Шаги отозвались эхом в длинном сводчатом коридоре.
– Вы раньше не видели? Вам должно быть стыдно, Деймерелл. Неужели вам совсем чужда романтика и вы полностью растеряли свои юношеские мечты? Клянусь, я сам мальчишкой сидел, свесив ноги, на ветвях самого высокого вяза в округе и мечтал стать птицей и парить в воздухе!
– Очаровательная картина.
– По-моему, я сказал лишнее: мне кажется, что вы запомните это мое признание и однажды используете против меня в палате. Но ничего не выйдет. Я не стыжусь мечты своего детства, да и вам тоже не следует. Спуститесь же с высот своего положения и признайтесь: вы не меньше, чем я, хотите, чтобы эта штука полетела.
Рансом покачал головой:
– Я бы предпочел, чтобы ее разобрали и увезли из моего дома. Но… я влюблен.
– Ха! Единственное, во что вы влюблялись до сих пор, было место в Вестминстере, в зале парламента. Вам давно пора снова жениться, Деймерелл. Вы становитесь надменным, как старик.
– Спасибо за наблюдение. Я буду работать над собой.
Заместитель министра усмехнулся:
– Да, я вижу, вы хорошо принимаете критику. Ладно, дорогой друг, вы уж меня простите. Я понимаю, вам надо держаться с достоинством, подобающим вашему положению. И молоденькая, хорошо воспитанная жена без налета городских вольностей – это как раз то, что нужно.
– Вы так считаете? – Угрюмое выражение лица Рансома сменилось усмешкой. Он жестом указал гостю на дверь западного бального зала: – Тогда разрешите мне представить вас мисс Ламберн.
Он сделал неуловимое движение, и лакей с поклоном раскрыл перед ними двойную дверь.
Рансом думал, что он был подготовлен к приходу сюда. Несколько недель он выслушивал от племянниц рассказы об этом чудесном зале. Но одно дело было слышать и совсем другое – самому увидеть огромные грациозные крылья из холста, подвешенные на тысяче ленточек там, где полагалось быть люстре немецкого хрусталя.
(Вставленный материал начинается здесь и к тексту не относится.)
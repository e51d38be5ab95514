//! Seed the database with catalog products, users and delivery addresses.
//!
//! Reads a YAML fixtures file, validates it before touching the database, and
//! upserts every entry. Products are keyed by name, users by email and
//! addresses by (user, street, zipcode), so re-running the same file refreshes
//! rather than duplicates them.

use std::collections::HashSet;
use std::path::Path;

use serde::Deserialize;
use tracing::{error, info};

use greencart_server::db::{
    self, AddressRepository, NewAddress, NewProduct, ProductRepository, UserRepository,
};

use super::migrate::database_url;

/// Top-level fixtures document.
#[derive(Debug, Deserialize)]
pub struct Fixtures {
    #[serde(default)]
    pub products: Vec<NewProduct>,
    #[serde(default)]
    pub users: Vec<UserFixture>,
}

/// A user and the addresses they own.
#[derive(Debug, Deserialize)]
pub struct UserFixture {
    pub name: String,
    pub email: String,
    #[serde(default)]
    pub addresses: Vec<NewAddress>,
}

/// Counts of what a seed run wrote.
#[derive(Debug, Default, PartialEq, Eq)]
pub struct SeedSummary {
    pub products: usize,
    pub users: usize,
    pub addresses: usize,
}

/// Check a fixtures document for mistakes the database would not catch.
#[must_use]
pub fn validate_fixtures(fixtures: &Fixtures) -> Vec<String> {
    let mut errors = Vec::new();

    let mut names = HashSet::new();
    for product in &fixtures.products {
        if product.name.trim().is_empty() {
            errors.push("product with empty name".to_string());
        }
        if !names.insert(product.name.as_str()) {
            errors.push(format!("duplicate product name: {}", product.name));
        }
        if product.price.is_sign_negative() {
            errors.push(format!("{}: negative price", product.name));
        }
        if let Some(offer) = product.offer_price {
            if offer.is_sign_negative() {
                errors.push(format!("{}: negative offer price", product.name));
            } else if offer > product.price {
                errors.push(format!("{}: offer price above list price", product.name));
            }
        }
    }

    let mut emails = HashSet::new();
    for user in &fixtures.users {
        let email = user.email.trim().to_lowercase();
        if !email.contains('@') {
            errors.push(format!("{}: invalid email {:?}", user.name, user.email));
        }
        if !emails.insert(email) {
            errors.push(format!("duplicate user email: {}", user.email));
        }
        let mut keys = HashSet::new();
        for address in &user.addresses {
            if address.street.trim().is_empty() || address.city.trim().is_empty() {
                errors.push(format!("{}: address missing street or city", user.email));
            }
            if !keys.insert((address.street.as_str(), address.zipcode.as_str())) {
                errors.push(format!(
                    "{}: duplicate address {} {}",
                    user.email, address.street, address.zipcode
                ));
            }
        }
    }

    errors
}

/// Seed from a YAML file.
///
/// # Errors
///
/// Returns an error if `DATABASE_URL` is missing, the file cannot be read or
/// fails validation, or a database write fails.
pub async fn run(file_path: &str) -> Result<SeedSummary, Box<dyn std::error::Error>> {
    let database_url = database_url()?;

    let path = Path::new(file_path);
    if !path.exists() {
        return Err(format!("File not found: {file_path}").into());
    }

    info!(path = %file_path, "Loading fixtures from file");

    // Read and validate YAML before connecting to database
    let content = tokio::fs::read_to_string(path).await?;
    let fixtures: Fixtures = serde_yaml::from_str(&content)?;

    info!(
        products = fixtures.products.len(),
        users = fixtures.users.len(),
        "Parsed fixtures"
    );

    let errors = validate_fixtures(&fixtures);
    if !errors.is_empty() {
        error!("Fixture validation failed:");
        for err in &errors {
            error!("  - {err}");
        }
        return Err(format!("{} validation errors found", errors.len()).into());
    }

    let pool = db::create_pool(&database_url).await?;
    info!("Connected to database");

    let mut summary = SeedSummary::default();

    let products = ProductRepository::new(&pool);
    for product in &fixtures.products {
        let row = products.upsert(product).await?;
        info!(id = %row.id, name = %row.name, "Product upserted");
        summary.products += 1;
    }

    let users = UserRepository::new(&pool);
    let addresses = AddressRepository::new(&pool);
    for user in &fixtures.users {
        let user_id = users.upsert(&user.name, &user.email).await?;
        summary.users += 1;
        for address in &user.addresses {
            addresses.upsert(user_id, address).await?;
            summary.addresses += 1;
        }
        info!(%user_id, email = %user.email, addresses = user.addresses.len(), "User seeded");
    }

    info!("Seeding complete!");
    info!("  Products: {}", summary.products);
    info!("  Users: {}", summary.users);
    info!("  Addresses: {}", summary.addresses);

    Ok(summary)
}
Летательная машина заполнила все помещение. Конец одного крыла упирался в расписной потолок над ними, где Леандр переплывал Геллеспонт навстречу Геро; конец же другого крыла касался резного декора сицилийского мраморного камина. Изысканный узор из цветного камня, выложенный на полу, был спрятан под грубой деревянной платформой. В предвечернем солнце сверкали инструменты и провода, и повсюду были веревки: свисали с блоков и тянулись куда-то вдаль, отбрасывая на стены и на пол длинные пересекающиеся тени.
К удивлению Рансома, эта огромная конструкция обладала своеобразной красотой. В ней была жизнь: как будто мифологический зверь вышел из легенды и висел теперь в зале, как безмолвный трофей. А в тени гиганта двигались крошечные фигурки-лилипуты.